Work to complete: Within these entries, which lines include the string "Report"? Copy each one.

Available data:
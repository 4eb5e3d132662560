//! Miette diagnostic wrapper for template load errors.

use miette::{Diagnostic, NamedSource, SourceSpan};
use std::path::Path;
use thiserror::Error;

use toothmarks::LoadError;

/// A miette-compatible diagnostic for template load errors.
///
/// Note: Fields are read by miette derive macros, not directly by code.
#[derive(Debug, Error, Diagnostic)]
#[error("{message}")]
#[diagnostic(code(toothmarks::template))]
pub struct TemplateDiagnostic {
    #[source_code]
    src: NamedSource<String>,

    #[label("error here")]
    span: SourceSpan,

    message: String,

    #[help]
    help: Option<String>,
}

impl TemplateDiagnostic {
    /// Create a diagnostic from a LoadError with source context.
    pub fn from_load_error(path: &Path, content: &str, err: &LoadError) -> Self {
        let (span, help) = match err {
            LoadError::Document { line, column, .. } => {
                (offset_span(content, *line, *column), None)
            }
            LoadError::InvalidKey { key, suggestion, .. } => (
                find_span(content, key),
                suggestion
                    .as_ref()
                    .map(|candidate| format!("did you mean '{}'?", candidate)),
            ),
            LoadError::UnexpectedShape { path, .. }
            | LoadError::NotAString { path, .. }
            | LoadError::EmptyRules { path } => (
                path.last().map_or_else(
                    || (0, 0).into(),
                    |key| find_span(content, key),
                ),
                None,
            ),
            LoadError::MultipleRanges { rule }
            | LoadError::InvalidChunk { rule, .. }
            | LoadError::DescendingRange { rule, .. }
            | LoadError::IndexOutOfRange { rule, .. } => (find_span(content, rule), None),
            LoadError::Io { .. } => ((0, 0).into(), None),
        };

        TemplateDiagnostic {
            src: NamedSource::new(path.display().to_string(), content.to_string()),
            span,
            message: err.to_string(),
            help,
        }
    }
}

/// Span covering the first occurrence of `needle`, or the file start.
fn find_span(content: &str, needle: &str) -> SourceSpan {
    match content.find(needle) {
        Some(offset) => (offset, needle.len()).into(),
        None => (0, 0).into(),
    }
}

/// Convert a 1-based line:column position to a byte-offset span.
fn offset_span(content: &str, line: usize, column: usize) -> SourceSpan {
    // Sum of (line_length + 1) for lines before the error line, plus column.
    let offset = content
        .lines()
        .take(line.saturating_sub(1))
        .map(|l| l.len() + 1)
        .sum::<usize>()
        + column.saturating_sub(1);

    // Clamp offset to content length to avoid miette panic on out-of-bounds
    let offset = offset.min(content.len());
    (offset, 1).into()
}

---

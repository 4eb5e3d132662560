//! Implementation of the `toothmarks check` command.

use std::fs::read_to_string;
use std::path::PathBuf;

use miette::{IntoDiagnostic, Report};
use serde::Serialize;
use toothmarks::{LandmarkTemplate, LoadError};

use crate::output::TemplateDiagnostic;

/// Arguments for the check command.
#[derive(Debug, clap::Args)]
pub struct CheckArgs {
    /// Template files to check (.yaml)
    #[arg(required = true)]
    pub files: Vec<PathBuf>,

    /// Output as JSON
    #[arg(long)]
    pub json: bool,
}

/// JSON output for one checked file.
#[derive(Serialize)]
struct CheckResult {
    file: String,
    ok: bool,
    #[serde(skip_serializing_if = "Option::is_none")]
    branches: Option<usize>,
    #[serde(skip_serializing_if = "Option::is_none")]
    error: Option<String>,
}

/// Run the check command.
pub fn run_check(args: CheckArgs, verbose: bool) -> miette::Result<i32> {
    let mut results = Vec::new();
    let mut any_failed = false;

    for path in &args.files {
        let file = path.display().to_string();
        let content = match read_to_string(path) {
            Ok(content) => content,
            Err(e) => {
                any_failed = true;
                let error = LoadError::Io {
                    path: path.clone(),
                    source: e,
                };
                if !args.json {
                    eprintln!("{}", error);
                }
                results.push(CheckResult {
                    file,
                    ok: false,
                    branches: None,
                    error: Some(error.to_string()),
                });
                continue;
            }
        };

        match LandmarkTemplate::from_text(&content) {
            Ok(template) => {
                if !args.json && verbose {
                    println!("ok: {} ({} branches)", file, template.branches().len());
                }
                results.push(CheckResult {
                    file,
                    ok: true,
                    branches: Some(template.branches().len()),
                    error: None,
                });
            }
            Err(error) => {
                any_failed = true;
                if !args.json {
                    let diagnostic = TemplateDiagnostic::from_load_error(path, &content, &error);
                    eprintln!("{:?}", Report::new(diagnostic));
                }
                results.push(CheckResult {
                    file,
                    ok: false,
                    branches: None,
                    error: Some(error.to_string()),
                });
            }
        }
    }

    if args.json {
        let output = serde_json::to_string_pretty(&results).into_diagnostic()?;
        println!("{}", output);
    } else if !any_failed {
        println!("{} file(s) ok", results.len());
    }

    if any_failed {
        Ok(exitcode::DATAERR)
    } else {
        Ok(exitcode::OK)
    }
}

Exercise solution:
use miette::{IntoDiagnostic, Report};
                    eprintln!("{:?}", Report::new(diagnostic));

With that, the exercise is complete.